● Task goal: Your response should reproduce every line of the entries that contains the word "LtEq".

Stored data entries
******************************
//! The SQL front-end: turns one line of SQL text into a [`common::Statement`]
//! ready for the execution engine, or a [`ParseError`] the REPL can print
//! verbatim.
//!
//! Validation happens here, before the engine ever sees a statement:
//! unknown tables and columns, malformed literals, oversized strings and
//! non-positive ids are all caught at this layer. Only `TableFull` is left
//! for the engine to discover.

mod error;


pub use error::ParseError;

use catalog::Catalog;
use common::{ColumnDefinition, CompareOp, Statement, WhereClause};
use sqlparser::ast as sqlast;
use sqlparser::dialect::GenericDialect;
use sqlparser::parser::Parser as SqlParser;
use types::{ColumnKind, Value};

/// Parse one line of SQL against the given catalog.
///
/// A line must hold exactly one statement. The first word decides, before
/// any real parsing happens, whether this is an unrecognized keyword (its
/// own error, distinct from a syntax error in an otherwise-recognized
/// statement) or one of `insert` / `select` / `update` / `delete`.
pub fn parse_statement(line: &str, catalog: &Catalog) -> Result<Statement, ParseError> {
    let trimmed = line.trim();
    let keyword = trimmed
        .split_whitespace()
        .next()
        .unwrap_or("")
        .to_lowercase();
    if !matches!(keyword.as_str(), "insert" | "select" | "update" | "delete") {
        return Err(ParseError::UnknownStatement(trimmed.to_string()));
    }

    let dialect = GenericDialect {};
    let mut statements =
        SqlParser::parse_sql(&dialect, trimmed).map_err(|_| ParseError::Syntax)?;
    if statements.len() != 1 {
        return Err(ParseError::Syntax);
    }

    match statements.remove(0) {
        sqlast::Statement::Insert {
            table_name,
            columns,
            source,
            ..
        } => build_insert(table_name, columns, source, catalog),
        sqlast::Statement::Query(query) => build_select(*query, catalog),
        sqlast::Statement::Update {
            table,
            assignments,
            selection,
            ..
        } => build_update(table, assignments, selection, catalog),
        sqlast::Statement::Delete {
            from, selection, ..
        } => build_delete(from, selection, catalog),
        _ => Err(ParseError::Syntax),
    }
}

fn build_insert(
    table_name: sqlast::ObjectName,
    columns: Vec<sqlast::Ident>,
    source: Option<Box<sqlast::Query>>,
    catalog: &Catalog,
) -> Result<Statement, ParseError> {
    if !columns.is_empty() {
        // A full-row INSERT is the only form the engine supports; an
        // explicit column list would require partial-row encoding.
        return Err(ParseError::Syntax);
    }

    let table_name = object_name(&table_name)?;
    let table = catalog.table(&table_name).map_err(|_| ParseError::UnknownTable)?;

    let source = source.ok_or(ParseError::Syntax)?;
    let row = single_values_row(*source)?;
    if row.len() != table.columns.len() {
        return Err(ParseError::Syntax);
    }

    let mut values = Vec::with_capacity(row.len());
    for (sql_value, column) in row.into_iter().zip(&table.columns) {
        values.push(literal_value(&sql_value, column)?);
    }

    let row_bytes = storage::serialize_row(&values, &table.columns, table.row_size)
        .map_err(map_encode_error)?;

    Ok(Statement::Insert {
        table: table_name,
        row_bytes,
    })
}

fn single_values_row(query: sqlast::Query) -> Result<Vec<sqlast::Value>, ParseError> {
    match *query.body {
        sqlast::SetExpr::Values(values) => {
            let mut rows = values.rows.into_iter();
            let row = rows.next().ok_or(ParseError::Syntax)?;
            if rows.next().is_some() {
                // Multi-row INSERT is outside the engine's one-row-at-a-time contract.
                return Err(ParseError::Syntax);
            }
            row.into_iter()
                .map(|expr| match expr {
                    sqlast::Expr::Value(v) => Ok(v),
                    sqlast::Expr::UnaryOp {
                        op: sqlast::UnaryOperator::Minus,
                        expr,
                    } => match *expr {
                        sqlast::Expr::Value(sqlast::Value::Number(n, trailing)) => {
                            Ok(sqlast::Value::Number(format!("-{n}"), trailing))
                        }
                        _ => Err(ParseError::Syntax),
                    },
                    _ => Err(ParseError::Syntax),
                })
                .collect()
        }
        _ => Err(ParseError::Syntax),
    }
}

fn build_select(query: sqlast::Query, catalog: &Catalog) -> Result<Statement, ParseError> {
    let select = match *query.body {
        sqlast::SetExpr::Select(select) => select,
        _ => return Err(ParseError::Syntax),
    };
    let sqlast::Select {
        projection,
        from,
        selection,
        ..
    } = *select;

    if from.len() != 1 || !from[0].joins.is_empty() {
        return Err(ParseError::Syntax);
    }
    let table_name = table_factor_name(&from[0].relation)?;
    let table = catalog.table(&table_name).map_err(|_| ParseError::UnknownTable)?;

    let is_star = matches!(
        projection.as_slice(),
        [sqlast::SelectItem::Wildcard(_)]
    );
    let columns = if is_star {
        table.columns.clone()
    } else {
        projection
            .into_iter()
            .map(|item| match item {
                sqlast::SelectItem::UnnamedExpr(sqlast::Expr::Identifier(ident)) => table
                    .column(&ident.value.to_lowercase())
                    .cloned()
                    .ok_or(ParseError::Syntax),
                _ => Err(ParseError::Syntax),
            })
            .collect::<Result<Vec<_>, _>>()?
    };

    let where_clause = selection
        .map(|expr| build_where_clause(expr, table))
        .transpose()?;

    Ok(Statement::Select {
        table: table_name,
        is_star,
        columns,
        where_clause,
    })
}

fn build_update(
    table: sqlast::TableWithJoins,
    assignments: Vec<sqlast::Assignment>,
    selection: Option<sqlast::Expr>,
    catalog: &Catalog,
) -> Result<Statement, ParseError> {
    if assignments.len() != 1 {
        // Single-column UPDATE only; the engine has no multi-column form.
        return Err(ParseError::Syntax);
    }
    let table_name = table_factor_name(&table.relation)?;
    let table = catalog.table(&table_name).map_err(|_| ParseError::UnknownTable)?;

    let assignment = assignments.into_iter().next().unwrap();
    let column_name = assignment
        .id
        .last()
        .ok_or(ParseError::Syntax)?
        .value
        .to_lowercase();
    let column = table.column(&column_name).cloned().ok_or(ParseError::Syntax)?;
    let sql_value = match assignment.value {
        sqlast::Expr::Value(v) => v,
        _ => return Err(ParseError::Syntax),
    };
    let value = literal_value(&sql_value, &column)?;

    let mut value_bytes = vec![0u8; column.size as usize];
    let zero_offset_column = ColumnDefinition {
        offset: 0,
        ..column.clone()
    };
    storage::encode_value(&value, &zero_offset_column, &mut value_bytes).map_err(map_encode_error)?;

    // A WHERE-less UPDATE is not part of the engine's contract: the only
    // bulk mutation it offers is a full DELETE-and-reinsert workflow.
    let selection = selection.ok_or(ParseError::Syntax)?;
    let where_clause = build_where_clause(selection, table)?;

    Ok(Statement::Update {
        table: table_name,
        column,
        value_bytes,
        where_clause,
    })
}

fn build_delete(
    from: Vec<sqlast::TableWithJoins>,
    selection: Option<sqlast::Expr>,
    catalog: &Catalog,
) -> Result<Statement, ParseError> {
    if from.len() != 1 || !from[0].joins.is_empty() {
        return Err(ParseError::Syntax);
    }
    let table_name = table_factor_name(&from[0].relation)?;
    let table = catalog.table(&table_name).map_err(|_| ParseError::UnknownTable)?;

    // A bare DELETE with no WHERE clause is out of scope for this engine.
    let selection = selection.ok_or(ParseError::Syntax)?;
    let where_clause = build_where_clause(selection, table)?;

    Ok(Statement::Delete {
        table: table_name,
        where_clause,
    })
}

fn build_where_clause(expr: sqlast::Expr, table: &catalog::Table) -> Result<WhereClause, ParseError> {
    let (left, op, right) = match expr {
        sqlast::Expr::BinaryOp { left, op, right } => (*left, op, *right),
        _ => return Err(ParseError::Syntax),
    };

    let (ident, op, literal) = match (left, right) {
        (sqlast::Expr::Identifier(ident), sqlast::Expr::Value(value)) => (ident, op, value),
        (sqlast::Expr::Value(value), sqlast::Expr::Identifier(ident)) => {
            (ident, flip_operand_order(op), value)
        }
        _ => return Err(ParseError::Syntax),
    };

    let column = table
        .column(&ident.value.to_lowercase())
        .cloned()
        .ok_or(ParseError::Syntax)?;
    let compare_op = compare_op(&op)?;
    let value = literal_value(&literal, &column)?;

    expr::where_clause(column, compare_op, &value).map_err(map_encode_error)
}

/// Swap a comparison's sense when its operands were written literal-first
/// (`1 = id` instead of `id = 1`): `<` and `>` invert, `=`/`!=` don't.
fn flip_operand_order(op: sqlast::BinaryOperator) -> sqlast::BinaryOperator {
    use sqlast::BinaryOperator::*;
    match op {
        Lt => Gt,
        Gt => Lt,
        LtEq => GtEq,
        GtEq => LtEq,
        other => other,
    }
}

fn compare_op(op: &sqlast::BinaryOperator) -> Result<CompareOp, ParseError> {
    use sqlast::BinaryOperator as B;
    match op {
        B::Eq => Ok(CompareOp::Eq),
        B::NotEq => Ok(CompareOp::Ne),
        B::Lt => Ok(CompareOp::Lt),
        B::Gt => Ok(CompareOp::Gt),
        B::LtEq => Ok(CompareOp::Le),
        B::GtEq => Ok(CompareOp::Ge),
        _ => Err(ParseError::Syntax),
    }
}

fn literal_value(value: &sqlast::Value, column: &ColumnDefinition) -> Result<Value, ParseError> {
    match (value, column.kind) {
        (sqlast::Value::Number(n, _), ColumnKind::Integer) => {
            n.parse::<i32>().map(Value::Integer).map_err(|_| ParseError::Syntax)
        }
        (sqlast::Value::Number(n, _), ColumnKind::Real) => {
            n.parse::<f64>().map(Value::Real).map_err(|_| ParseError::Syntax)
        }
        (sqlast::Value::SingleQuotedString(s), ColumnKind::Varchar) => {
            Ok(Value::Varchar(s.as_bytes().to_vec()))
        }
        _ => Err(ParseError::Syntax),
    }
}

fn map_encode_error(err: storage::EncodeError) -> ParseError {
    match err {
        storage::EncodeError::NegativeId => ParseError::NegativeId,
        storage::EncodeError::StringTooLong { .. } => ParseError::StringTooLong,
        storage::EncodeError::TypeMismatch { .. } => ParseError::Syntax,
        storage::EncodeError::InvalidRealWidth { .. } => ParseError::Internal,
    }
}

fn object_name(name: &sqlast::ObjectName) -> Result<String, ParseError> {
    name.0
        .first()
        .map(|ident| ident.value.to_lowercase())
        .ok_or(ParseError::Syntax)
}

fn table_factor_name(factor: &sqlast::TableFactor) -> Result<String, ParseError> {
    match factor {
        sqlast::TableFactor::Table { name, .. } => object_name(name),
        _ => Err(ParseError::Syntax),
    }
}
******************************
● Expected answer:
        LtEq => GtEq,
        GtEq => LtEq,
        B::LtEq => Ok(CompareOp::Le),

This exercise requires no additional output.